Jauffret, Fortuné, Honoré
Biographie
Né vers 1800 à Marseille (Bouches-du-Rhône). Il adressa la lettre suivante à la Commission des récompenses nationales, afin d’obtenir la décoration : « A l’honneur de vous exposer qu’animé du même esprit qu’ont manifesté les braves Parisiens pour le triomphe de la liberté, il s’est rangé sous l’honorable drapeau tricolore et a combattu dans leurs rangs pendant les trois journées mémorables du mois de juillet dernier.
»Parmi les nombreuses positions qui ont été occupées par les libéraux, il croit devoir citer plus particulièrement celles où il se trouvait présent. D’abord sur le port au charbon où il soutint pendant deux heures le feu dirigé par les Suisses, action dont il pourrait citer tous les détails dans le cas où l’on exigerait de lui cette justification.
»Privé de munitions, il se rendit rue de l’Arbre-Sec, en retrouva et s’avança des premiers vers la rue Saint-Germain-l’Auxerrois ; qu’il arriva également des premiers jusqu’à la rue Jean-Tison, au moment où le faubourien surnommé Cambronne était porteur d’un drapeau attaché au bout d’une perche ; qu’étant à ce poste, il essuya ainsi que ses co-combattants le feu de l’ennemi et vit tomber deux citoyens à ses côtés.
»Passant de là rue Saint-Germain-l’Auxerrois, il entra dans une porte ordinaire, dirigea son feu et le continua sur les portes du Louvre ; qu’il était accompagné d’un jeune homme qui se dit être commis rue des Bourdonnais et partagea avec lui les munitions dont il était pourvu. Il peut encore citer la présence d’un faubourien porteur d’un fusil crevé ; un autre fait, et qui peut être attesté par différents combattants, c’est la démarche qu’il fit pour faire avancer les libéraux qui, sans savoir, tiraient sur les derrières des leurs.

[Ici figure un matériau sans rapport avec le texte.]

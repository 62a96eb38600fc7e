//! Request path extraction

use std::borrow::Cow;
use std::str::Utf8Error;

use percent_encoding::percent_decode_str;

/// Repository-relative path for a request URI path
///
/// Strips the leading run of slashes, then percent-decodes. `""` is the
/// repository root. Fails when the decoded bytes are not UTF-8.
pub fn extract_repo_path(uri_path: &str) -> Result<String, Utf8Error> {
    let trimmed = uri_path.trim_start_matches('/');
    percent_decode_str(trimmed).decode_utf8().map(Cow::into_owned)
}
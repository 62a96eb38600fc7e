//! Locale-aware name ordering
//!
//! Approximates the CLDR root collation browsers use for `localeCompare`:
//! 1. base letters, ignoring case and accents; whitespace and punctuation
//!    sort before digits, digits before letters, and ASCII punctuation and
//!    symbols follow the root table order rather than code points
//! 2. accents, unaccented first
//! 3. case, lowercase first
//!
//! Names that tie on all three levels fall back to byte order.

use std::cmp::Ordering;

use unicode_normalization::char::is_combining_mark;
use unicode_normalization::UnicodeNormalization;

/// Compare two names the way a directory listing orders them
pub fn locale_cmp(a: &str, b: &str) -> Ordering {
    CollationKey::new(a)
        .cmp(&CollationKey::new(b))
        .then_with(|| a.cmp(b))
}

/// ASCII punctuation and symbols in CLDR root primary order
const PUNCTUATION_ORDER: &str = "_-,;:!?.'\"()[]{}@*/\\&#%`^+<=>|~$";

#[derive(Debug, Clone, Copy, PartialEq, Eq, PartialOrd, Ord)]
enum CharClass {
    Space,
    Punctuation,
    Digit,
    Letter,
}

impl CharClass {
    fn of(c: char) -> Self {
        if c.is_whitespace() {
            Self::Space
        } else if c.is_alphabetic() {
            Self::Letter
        } else if c.is_numeric() {
            Self::Digit
        } else {
            Self::Punctuation
        }
    }
}

/// Primary weight within a class; code point breaks ties
///
/// Punctuation missing from the table sorts after every listed character.
fn punctuation_rank(c: char) -> usize {
    PUNCTUATION_ORDER
        .find(c)
        .unwrap_or(PUNCTUATION_ORDER.len())
}

/// Field order is comparison order
#[derive(Debug, PartialEq, Eq, PartialOrd, Ord)]
struct CollationKey {
    primary: Vec<(CharClass, usize, char)>,
    /// Combining marks attached to each base character
    secondary: Vec<Vec<char>>,
    /// `true` for an uppercase base character
    tertiary: Vec<bool>,
}

impl CollationKey {
    fn new(s: &str) -> Self {
        let mut key = Self {
            primary: Vec::with_capacity(s.len()),
            secondary: Vec::with_capacity(s.len()),
            tertiary: Vec::with_capacity(s.len()),
        };

        for c in s.nfd() {
            if is_combining_mark(c) {
                if let Some(marks) = key.secondary.last_mut() {
                    marks.push(c);
                    continue;
                }
            }
            key.primary.extend(c.to_lowercase().map(|lower| {
                let class = CharClass::of(lower);
                let rank = if class == CharClass::Punctuation {
                    punctuation_rank(lower)
                } else {
                    0
                };
                (class, rank, lower)
            }));
            key.secondary.push(Vec::new());
            key.tertiary.push(c.is_uppercase());
        }

        key
    }
}

#[cfg(test)]
mod tests {
    use super::*;

    fn sorted(names: &[&str]) -> Vec<String> {
        let mut names: Vec<String> = names.iter().map(ToString::to_string).collect();
        names.sort_by(|a, b| locale_cmp(a, b));
        names
    }

    #[test]
    fn test_case_insensitive_primary() {
        assert_eq!(sorted(&["B", "a", "C"]), vec!["a", "B", "C"]);
        assert_eq!(sorted(&["Zeta", "alpha", "Beta"]), vec!["alpha", "Beta", "Zeta"]);
    }

    #[test]
    fn test_lowercase_first_on_tie() {
        assert_eq!(locale_cmp("a", "A"), Ordering::Less);
        assert_eq!(locale_cmp("README.md", "readme.md"), Ordering::Greater);
    }

    #[test]
    fn test_accents_between_base_letters() {
        assert_eq!(sorted(&["f", "é", "e"]), vec!["e", "é", "f"]);
        assert_eq!(sorted(&["résumé", "resume", "rez"]), vec!["resume", "résumé", "rez"]);
    }

    #[test]
    fn test_precomposed_and_decomposed_agree() {
        assert_eq!(locale_cmp("caf\u{e9}", "cafe\u{301}"), "caf\u{e9}".cmp("cafe\u{301}"));
        let a = CollationKey::new("caf\u{e9}");
        let b = CollationKey::new("cafe\u{301}");
        assert_eq!(a, b);
    }

    #[test]
    fn test_punctuation_and_digits_before_letters() {
        assert_eq!(
            sorted(&["zebra", "_config", "2024", "Apple", "~tmp"]),
            vec!["_config", "~tmp", "2024", "Apple", "zebra"]
        );
    }

    #[test]
    fn test_punctuation_follows_root_table() {
        assert_eq!(
            sorted(&["image.png", "image_2.png", "image-2.png"]),
            vec!["image_2.png", "image-2.png", "image.png"]
        );
        assert_eq!(
            sorted(&["a$b", "a~b", "a#b", "a.b", "a-b", "a_b"]),
            vec!["a_b", "a-b", "a.b", "a#b", "a~b", "a$b"]
        );
    }

    #[test]
    fn test_unlisted_punctuation_after_table() {
        assert_eq!(sorted(&["a\u{a7}b", "a$b"]), vec!["a$b", "a\u{a7}b"]);
    }

    #[test]
    fn test_not_numeric_aware() {
        assert_eq!(sorted(&["file2", "file10"]), vec!["file10", "file2"]);
    }

    #[test]
    fn test_prefix_sorts_first() {
        assert_eq!(sorted(&["images-old", "images"]), vec!["images", "images-old"]);
    }

    #[test]
    fn test_total_order() {
        assert_eq!(locale_cmp("same", "same"), Ordering::Equal);
    }
}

»Il doit encore ajouter à tous ces faits et à beaucoup d’autres auxquels il était présent sa participation à la prise du Louvre, par les différentes colonnes commandées par l’Ecole polytechnique. […] » Sa demande était apostillée par Janot, bombeur de verre, demeurant 65, rue Montorgueil, grenadier à la 1re compagnie du 4e bataillon de la IIIe légion de la garde nationale, qui attestait les faits comme « s’étant passés sous ses yeux » ; Louvet, limonadier, demeurant 11, rue des Vieilles-Etuves-Saint-Honoré, voltigeur à la 1re compagnie du 1er bataillon de la IVe légion de la garde nationale, qui attestait les faits ; Wiskeman, Joseph, demeurant 14, rue des Vieilles-Etuves, et Malmanche, demeurant 289, rue Saint-Honoré, qui certifiaient l’avoir vu « dans la journée du 29 juillet depuis 9 heures du matin jusqu’à ladite prise du Louvre et qui s’est défendu avec toute la bravoure d’un brave citoyen ». Jauffret demeurait 6, rue de Grenelle-Saint-Honoré en 1830. Archives de Paris VD6 281 n° 1.